- RECORDS PROVIDED -
• • •
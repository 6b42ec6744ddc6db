//! CPU-load demo endpoint.
//!
//! Counts primes below a caller-supplied limit with deliberately naive
//! trial division, for driving autoscaling and resource-limit demos. The
//! work runs on a blocking worker thread so the async runtime keeps
//! serving probes while a load test is in flight.

use std::time::Instant;

use axum::{extract::Query, Json};
use serde::{Deserialize, Serialize};
use tracing::instrument;

use crate::config::DEFAULT_HEAVY_LIMIT;
use crate::error::AppError;

#[derive(Debug, Deserialize)]
pub struct HeavyParams {
    limit: Option<String>,
}

#[derive(Debug, Serialize)]
pub struct HeavyReport {
    limit: i64,
    prime_count: u64,
    duration_seconds: f64,
}

/// Prime-counting handler, e.g. `/heavy?limit=50000`.
///
/// A malformed limit yields 400 with a JSON error body; limits below 2
/// simply count zero primes.
#[instrument(name = "heavy::heavy")]
pub async fn heavy(Query(params): Query<HeavyParams>) -> Result<Json<HeavyReport>, AppError> {
    let limit = match params.limit.as_deref() {
        None => DEFAULT_HEAVY_LIMIT,
        Some(raw) => raw
            .parse()
            .map_err(|_| AppError::InvalidParameter("Invalid limit parameter".to_string()))?,
    };

    let start = Instant::now();
    let prime_count = tokio::task::spawn_blocking(move || count_primes(limit))
        .await
        .map_err(|err| AppError::Internal(format!("prime counter panicked: {err}")))?;

    Ok(Json(HeavyReport {
        limit,
        prime_count,
        duration_seconds: start.elapsed().as_secs_f64(),
    }))
}

/// Deliberately unoptimized trial-division primality check.
fn is_prime(n: i64) -> bool {
    if n < 2 {
        return false;
    }
    let ceiling = (n as f64).sqrt() as i64;
    (2..=ceiling).all(|i| n % i != 0)
}

/// Counts primes in `[2, limit)`.
fn count_primes(limit: i64) -> u64 {
    (2..limit).filter(|&n| is_prime(n)).count() as u64
}
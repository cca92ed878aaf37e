//! Registrant: a person working through the licensing process

use serde::{Deserialize, Serialize};

/// Licensing progress. Flags only ever move from false to true.
#[derive(Debug, Clone, Copy, Default, PartialEq, Eq, Serialize, Deserialize)]
pub struct LicenseData {
    /// Written test passed
    pub written: bool,
    /// Road test passed, license issued
    pub license: bool,
    /// License renewed
    pub renewed: bool,
}

/// A person applying for a license.
///
/// Holds state only; all validation happens in [`crate::Facility`].
#[derive(Debug, Clone, PartialEq, Eq, Serialize, Deserialize)]
pub struct Registrant {
    name: String,
    age: u32,
    permit: bool,
    license_data: LicenseData,
}

impl Registrant {
    pub fn new(name: impl Into<String>, age: u32, permit: bool) -> Self {
        Self {
            name: name.into(),
            age,
            permit,
            license_data: LicenseData::default(),
        }
    }

    pub fn name(&self) -> &str {
        &self.name
    }

    pub fn age(&self) -> u32 {
        self.age
    }

    pub fn has_permit(&self) -> bool {
        self.permit
    }

    pub fn license_data(&self) -> LicenseData {
        self.license_data
    }

    pub fn earn_permit(&mut self) {
        self.permit = true;
    }

    pub(crate) fn pass_written_test(&mut self) {
        self.license_data.written = true;
    }

    pub(crate) fn pass_road_test(&mut self) {
        self.license_data.license = true;
    }

    pub(crate) fn renew_license(&mut self) {
        self.license_data.renewed = true;
    }
}

#[cfg(test)]
mod tests {
    use super::*;

    #[test]
    fn test_new_registrant_defaults() {
        let registrant = Registrant::new("Penny", 16, false);
        assert_eq!(registrant.name(), "Penny");
        assert_eq!(registrant.age(), 16);
        assert!(!registrant.has_permit());
        assert_eq!(registrant.license_data(), LicenseData::default());
    }

    #[test]
    fn test_earn_permit_is_idempotent() {
        let mut registrant = Registrant::new("Penny", 16, false);
        registrant.earn_permit();
        registrant.earn_permit();
        assert!(registrant.has_permit());
    }

    #[test]
    fn test_flags_are_independent() {
        let mut registrant = Registrant::new("Bruce", 18, true);
        registrant.pass_written_test();
        assert_eq!(
            registrant.license_data(),
            LicenseData { written: true, license: false, renewed: false }
        );
        registrant.pass_road_test();
        registrant.renew_license();
        assert_eq!(
            registrant.license_data(),
            LicenseData { written: true, license: true, renewed: true }
        );
    }
}
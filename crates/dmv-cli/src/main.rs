//! DMV Office - facility rules for vehicle registration and licensing
//!
//! Runs scenario files through DMV facilities and reports every outcome.

mod cli;
mod commands;
mod output;

use clap::Parser;
use cli::Cli;
use tracing_subscriber::EnvFilter;

fn init_logging(verbose: bool) {
    let default_level = if verbose { "debug" } else { "warn" };
    let filter =
        EnvFilter::try_from_default_env().unwrap_or_else(|_| EnvFilter::new(default_level));
    tracing_subscriber::fmt()
        .with_env_filter(filter)
        .with_target(false)
        .with_writer(std::io::stderr)
        .init();
}

fn main() {
    let cli = Cli::parse();
    init_logging(cli.verbose);

    if let Err(e) = commands::execute(cli) {
        eprintln!("Error: {}", e);
        std::process::exit(1);
    }
}
//! CLI definition using clap

use chrono::NaiveDate;
use clap::{Parser, Subcommand};
use dmv_types::{EngineType, OutputFormat};
use std::path::PathBuf;

#[derive(Parser)]
#[command(name = "dmv-office")]
#[command(author = "yuuji")]
#[command(version)]
#[command(about = "Vehicle registration and driver licensing rules for DMV facilities")]
#[command(long_about = None)]
pub struct Cli {
    #[command(subcommand)]
    pub command: Commands,

    /// Output format (json, table). Uses config value if not specified.
    #[arg(long, short = 'f', global = true)]
    pub format: Option<OutputFormat>,

    /// Verbose output
    #[arg(long, short = 'v', global = true)]
    pub verbose: bool,
}

#[derive(Subcommand)]
pub enum Commands {
    /// Run a scenario file, or every .toml scenario in a folder
    Run {
        /// Scenario file or folder
        path: PathBuf,

        /// Write the registration ledger to an Excel file
        #[arg(long, short = 'o')]
        export: Option<PathBuf>,

        /// Date used as "today" (YYYY-MM-DD). Defaults to the local date.
        #[arg(long)]
        today: Option<NaiveDate>,
    },

    /// Show plate category and registration fee for an engine type
    Quote {
        /// Engine type
        #[arg(long, short = 'e', value_enum)]
        engine: EngineType,
    },

    /// Check whether a registration is due for renewal
    Renewal {
        /// Date of the registration (YYYY-MM-DD)
        #[arg(long)]
        registered_on: NaiveDate,

        /// Date to check against (YYYY-MM-DD). Defaults to the local date.
        #[arg(long)]
        today: Option<NaiveDate>,
    },

    /// Manage configuration
    Config {
        /// Show current configuration
        #[arg(long)]
        show: bool,

        /// Set default output format
        #[arg(long)]
        set_output: Option<OutputFormat>,

        /// Set the base registration fee
        #[arg(long)]
        set_base_fee: Option<u64>,

        /// Set the electric vehicle surcharge
        #[arg(long)]
        set_ev_surcharge: Option<u64>,

        /// Set the minimum age for the written test
        #[arg(long)]
        set_min_age: Option<u32>,

        /// Set the number of years before a registration is due for renewal
        #[arg(long)]
        set_renewal_years: Option<u32>,

        /// Reset to defaults
        #[arg(long)]
        reset: bool,
    },
}
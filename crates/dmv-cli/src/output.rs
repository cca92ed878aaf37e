//! Output formatting module

use chrono::NaiveDate;
use dmv_app::app::{Outcome, SessionReport};
use dmv_types::{EngineType, OutputFormat, PlateType, Result};
use serde::Serialize;

/// Plate and fee for an engine type
#[derive(Debug, Serialize)]
pub struct Quote {
    pub engine: EngineType,
    pub plate: PlateType,
    pub fee: u64,
}

#[derive(Debug, Serialize)]
pub struct RenewalCheck {
    pub registered_on: NaiveDate,
    pub today: NaiveDate,
    pub renewal_after_years: u32,
    pub due_after: Option<NaiveDate>,
    pub due: bool,
}

fn yes_no(flag: bool) -> &'static str {
    if flag {
        "yes"
    } else {
        "no"
    }
}

/// Print session reports. JSON output is a single document: the report
/// itself for one scenario, an array for several.
pub fn output_reports(output_format: OutputFormat, reports: &[SessionReport]) -> Result<()> {
    if output_format == OutputFormat::Json {
        let content = match reports {
            [report] => serde_json::to_string_pretty(report)?,
            _ => serde_json::to_string_pretty(reports)?,
        };
        println!("{}", content);
        return Ok(());
    }

    for report in reports {
        print_report_table(report);
    }
    Ok(())
}

fn print_report_table(report: &SessionReport) {
    println!("\nScenario: {} ({})", report.scenario, report.today);
    println!("{}", "=".repeat(60));

    println!("\n--- Steps ---");
    for step in &report.steps {
        let outcome = match &step.outcome {
            Outcome::Done { fee: Some(fee) } => format!("done (fee {})", fee),
            Outcome::Done { fee: None } => "done".to_string(),
            Outcome::Refused { refusal } => format!("refused: {}", refusal),
        };
        println!(
            "{:>3}. {:<17} {:<12} {:<20} {}",
            step.index,
            step.action,
            step.facility.as_deref().unwrap_or("-"),
            step.subject,
            outcome
        );
    }

    println!("\n--- Facilities ---");
    for facility in &report.facilities {
        println!("{} [{}]", facility.name, facility.id);
        if !facility.address.is_empty() {
            println!("  Address:    {}", facility.address);
        }
        if !facility.phone.is_empty() {
            println!("  Phone:      {}", facility.phone);
        }
        println!("  Services:   {}", facility.services.join(", "));
        for line in &facility.registrations {
            println!(
                "  {:<18} {} {} {:<8} {:<7} {} {:>5}",
                line.vin,
                line.year,
                line.make,
                line.model,
                line.plate.label(),
                line.date,
                line.fee
            );
        }
        println!("  Fees:       {}", facility.collected_fees);
    }

    if !report.registrants.is_empty() {
        println!("\n--- Registrants ---");
        for r in &report.registrants {
            println!(
                "{:<12} age {:>3}  permit {:<3}  written {:<3}  license {:<3}  renewed {}",
                r.name,
                r.age,
                yes_no(r.permit),
                yes_no(r.license.written),
                yes_no(r.license.license),
                yes_no(r.license.renewed)
            );
        }
    }

    if !report.due_for_renewal.is_empty() {
        println!("\nDue for renewal: {}", report.due_for_renewal.join(", "));
    }

    println!(
        "\nTotal fees: {}  Refused steps: {}",
        report.total_fees(),
        report.refused_count()
    );
}

pub fn output_quote(output_format: OutputFormat, quote: &Quote) -> Result<()> {
    if output_format == OutputFormat::Json {
        println!("{}", serde_json::to_string_pretty(quote)?);
    } else {
        println!("Engine:  {}", quote.engine);
        println!("Plate:   {}", quote.plate);
        println!("Fee:     {}", quote.fee);
    }
    Ok(())
}

pub fn output_renewal(output_format: OutputFormat, check: &RenewalCheck) -> Result<()> {
    if output_format == OutputFormat::Json {
        println!("{}", serde_json::to_string_pretty(check)?);
    } else {
        println!("Registered on:  {}", check.registered_on);
        println!("Checked on:     {}", check.today);
        if let Some(due_after) = check.due_after {
            println!("Due after:      {} ({} years)", due_after, check.renewal_after_years);
        }
        println!("Renewal due:    {}", yes_no(check.due));
    }
    Ok(())
}
//! Domain model types

pub mod facility;
pub mod registrant;
pub mod vehicle;

pub use facility::{Facility, FacilityInfo};
pub use registrant::{LicenseData, Registrant};
pub use vehicle::{Registration, Vehicle, VehicleHandle};
//! Application service layer - config, scenario sessions, scanning, export

pub mod app;
pub mod config;
pub mod export;
pub mod scanner;
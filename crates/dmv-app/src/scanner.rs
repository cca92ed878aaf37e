//! Scenario file discovery

use dmv_types::{Error, Result};
use std::path::{Path, PathBuf};
use walkdir::WalkDir;

/// Check if a path looks like a scenario file
pub fn is_scenario_file(path: &Path) -> bool {
    path.extension()
        .and_then(|ext| ext.to_str())
        .map(|ext| ext.eq_ignore_ascii_case("toml"))
        .unwrap_or(false)
}

/// Resolve a path to the scenario files it names: the file itself, or every
/// `.toml` file below a directory sorted by path
pub fn scan_scenarios(path: &Path) -> Result<Vec<PathBuf>> {
    if !path.exists() {
        return Err(Error::FileNotFound(path.display().to_string()));
    }

    if path.is_file() {
        if !is_scenario_file(path) {
            return Err(Error::Scenario(format!(
                "{} is not a .toml scenario",
                path.display()
            )));
        }
        return Ok(vec![path.to_path_buf()]);
    }

    let mut scenarios: Vec<PathBuf> = WalkDir::new(path)
        .follow_links(true)
        .into_iter()
        .filter_map(|e| e.ok())
        .map(|e| e.into_path())
        .filter(|p| p.is_file() && is_scenario_file(p))
        .collect();
    scenarios.sort();

    Ok(scenarios)
}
• • •
- INSTRUCTIONS TO FOLLOW -
Gather from the records above every line containing the string "false".

- ANSWER FOR THE TASK -
        return false;
/// Licensing progress. Flags only ever move from false to true.
        let registrant = Registrant::new("Penny", 16, false);
        let mut registrant = Registrant::new("Penny", 16, false);
            LicenseData { written: true, license: false, renewed: false }
        .with_target(false)
        .unwrap_or(false)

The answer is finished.